Items from a data source:
··········
use rusqlite::ErrorCode;
use rusqlite::ffi;
use thiserror::Error;

#[derive(Debug, Error)]
pub enum DbError {
    /// A UNIQUE or PRIMARY KEY constraint rejected the write.
    #[error("Constraint conflict: {0}")]
    Conflict(String),

    /// A FOREIGN KEY constraint rejected the write: the referenced row is gone.
    #[error("Missing reference: {0}")]
    MissingReference(String),

    #[error("SQLite error: {0}")]
    Sqlite(rusqlite::Error),

    #[error("DB lock poisoned")]
    Poisoned,
}

pub type DbResult<T> = Result<T, DbError>;

impl From<rusqlite::Error> for DbError {
    fn from(err: rusqlite::Error) -> Self {
        if let rusqlite::Error::SqliteFailure(failure, message) = &err {
            let unique = matches!(
                failure.extended_code,
                ffi::SQLITE_CONSTRAINT_UNIQUE | ffi::SQLITE_CONSTRAINT_PRIMARYKEY
            );
            if failure.code == ErrorCode::ConstraintViolation {
                if unique {
                    return Self::Conflict(message.clone().unwrap_or_default());
                }
                if failure.extended_code == ffi::SQLITE_CONSTRAINT_FOREIGNKEY {
                    return Self::MissingReference(message.clone().unwrap_or_default());
                }
            }
        }
        Self::Sqlite(err)
    }
}

impl DbError {
    pub fn is_conflict(&self) -> bool {
        matches!(self, Self::Conflict(_))
    }

    pub fn is_missing_reference(&self) -> bool {
        matches!(self, Self::MissingReference(_))
    }
}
··········
> _ASSIGNMENT_:
Once more, write out all of the entries above exactly.

> _ANSWER AREA_:
use rusqlite::ErrorCode;
use rusqlite::ffi;
use thiserror::Error;

#[derive(Debug, Error)]
pub enum DbError {
    /// A UNIQUE or PRIMARY KEY constraint rejected the write.
    #[error("Constraint conflict: {0}")]
    Conflict(String),

    /// A FOREIGN KEY constraint rejected the write: the referenced row is gone.
    #[error("Missing reference: {0}")]
    MissingReference(String),

    #[error("SQLite error: {0}")]
    Sqlite(rusqlite::Error),

    #[error("DB lock poisoned")]
    Poisoned,
}

pub type DbResult<T> = Result<T, DbError>;

impl From<rusqlite::Error> for DbError {
    fn from(err: rusqlite::Error) -> Self {
        if let rusqlite::Error::SqliteFailure(failure, message) = &err {
            let unique = matches!(
                failure.extended_code,
                ffi::SQLITE_CONSTRAINT_UNIQUE | ffi::SQLITE_CONSTRAINT_PRIMARYKEY
            );
            if failure.code == ErrorCode::ConstraintViolation {
                if unique {
                    return Self::Conflict(message.clone().unwrap_or_default());
                }
                if failure.extended_code == ffi::SQLITE_CONSTRAINT_FOREIGNKEY {
                    return Self::MissingReference(message.clone().unwrap_or_default());
                }
            }
        }
        Self::Sqlite(err)
    }
}

impl DbError {
    pub fn is_conflict(&self) -> bool {
        matches!(self, Self::Conflict(_))
    }

    pub fn is_missing_reference(&self) -> bool {
        matches!(self, Self::MissingReference(_))
    }
}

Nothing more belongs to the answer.